#### What you should do
Look through the data below and show every line that includes "fluxes".

#### Provided material
▽
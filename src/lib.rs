//! Posterior inference of quasar redshift, rest-frame spectral composition,
//! and flux normalization from five-band photometry.
//!
//! A pre-trained low-rank basis of rest-frame quasar spectra (K components
//! over P wavelengths) defines a generative forward model: redshift the
//! grid, mix the basis with softmax weights, project through the band
//! sensitivity curves, scale by a magnitude. A fixed-tuning Hamiltonian
//! Monte Carlo sampler draws from the resulting posterior over
//! `(z, gamma, m)` given one quasar's observed fluxes.
//!
//! Typical use: build a [`basis::QuasarBasis`] from the fit artifact, wrap
//! it with a projector and an observation in a [`model::InferenceContext`],
//! then call [`sampler::sample`] and summarize with
//! [`diagnostics::DiagnosticsReport`].

pub mod basis;
pub mod diagnostics;
pub mod error;
pub mod gradient;
pub mod hmc;
pub mod model;
pub mod photometry;
pub mod sampler;

pub use error::{Error, Result};
use crate::error::{Error, Result};

/// Number of photometric bands (SDSS ugriz).
pub const NUM_BANDS: usize = 5;

/// Fixed flux unit conversion: `10^((48.6 - 2.5*17 + 22.5) / 2.5)`, taking
/// the sensitivity-weighted per-frequency flux into nanomaggies.
pub const FLUX_CONSTANT: f64 = 275_422_870_333.817_443_847_656_25;

/// Speed of light in Angstrom/s, for the per-wavelength to per-frequency
/// flux density conversion `f_nu = f_lambda * lam^2 / c`.
const SPEED_OF_LIGHT_AA: f64 = 2.99792e18;

/// Maps a spectrum sampled on an observed wavelength grid to expected fluxes
/// in the five photometric bands.
///
/// This is the seam between the inference core and the instrument model: the
/// forward model treats it as a pure function. Implementations must be
/// deterministic and side-effect free.
pub trait BandProjector: Send + Sync {
    fn project(&self, spectrum: &[f64], lam_obs: &[f64]) -> [f64; NUM_BANDS];
}

/// One band's sensitivity curve, tabulated over wavelength (Angstrom).
#[derive(Debug, Clone)]
pub struct BandCurve {
    wavelength: Vec<f64>,
    sensitivity: Vec<f64>,
}

impl BandCurve {
    pub fn new(wavelength: Vec<f64>, sensitivity: Vec<f64>) -> Result<Self> {
        if wavelength.len() != sensitivity.len() {
            return Err(Error::DimensionMismatch {
                what: "band curve sensitivity",
                expected: wavelength.len(),
                found: sensitivity.len(),
            });
        }
        if wavelength.len() < 2 {
            return Err(Error::InvalidBandCurve(
                "curve needs at least two samples".into(),
            ));
        }
        if !wavelength.windows(2).all(|w| w[0] < w[1]) {
            return Err(Error::InvalidBandCurve(
                "wavelengths must be strictly increasing".into(),
            ));
        }
        if sensitivity.iter().any(|&s| !s.is_finite() || s < 0.0) {
            return Err(Error::InvalidBandCurve(
                "sensitivities must be finite and non-negative".into(),
            ));
        }
        Ok(Self { wavelength, sensitivity })
    }

    /// Linear interpolation at `lam`. Outside the tabulated range the band
    /// simply does not respond: zero, never extrapolated.
    pub fn interpolate_at(&self, lam: f64) -> f64 {
        let w = &self.wavelength;
        if !lam.is_finite() || lam < w[0] || lam > w[w.len() - 1] {
            return 0.0;
        }
        // partition_point: first index with w[i] > lam; lam >= w[0] here,
        // so hi is at least 1.
        let hi = w.partition_point(|&x| x <= lam);
        if hi == w.len() {
            return self.sensitivity[w.len() - 1];
        }
        let lo = hi - 1;
        let t = (lam - w[lo]) / (w[hi] - w[lo]);
        self.sensitivity[lo] * (1.0 - t) + self.sensitivity[hi] * t
    }
}

/// Default `BandProjector`: five tabulated sensitivity curves.
///
/// For each band, the curve is interpolated onto the observed grid, the
/// spectrum is converted from per-wavelength to per-frequency flux density,
/// the sensitivity-weighted sum is normalized by the curve's own integral
/// over the grid, and the fixed unit constant is applied.
#[derive(Debug, Clone)]
pub struct BandSystem {
    curves: [BandCurve; NUM_BANDS],
}

impl BandSystem {
    pub fn new(curves: [BandCurve; NUM_BANDS]) -> Self {
        Self { curves }
    }

    pub fn curve(&self, band: usize) -> &BandCurve {
        &self.curves[band]
    }
}

impl BandProjector for BandSystem {
    fn project(&self, spectrum: &[f64], lam_obs: &[f64]) -> [f64; NUM_BANDS] {
        debug_assert_eq!(spectrum.len(), lam_obs.len());
        let mut fluxes = [0.0; NUM_BANDS];

        for (band, curve) in self.curves.iter().enumerate() {
            let mut norm = 0.0;
            let mut fthru = 0.0;
            for (&lam, &spec) in lam_obs.iter().zip(spectrum.iter()) {
                let sens = curve.interpolate_at(lam);
                norm += sens;
                fthru += sens * spec * (lam * lam / SPEED_OF_LIGHT_AA);
            }
            // A band whose curve misses the grid entirely contributes no flux.
            fluxes[band] = if norm > 0.0 {
                fthru / norm * FLUX_CONSTANT
            } else {
                0.0
            };
        }

        fluxes
    }
}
△
#### Solution to the problem
//! `(z, gamma, m)` given one quasar's observed fluxes.
/// Maps a spectrum sampled on an observed wavelength grid to expected fluxes
        let mut fluxes = [0.0; NUM_BANDS];
            fluxes[band] = if norm > 0.0 {
        fluxes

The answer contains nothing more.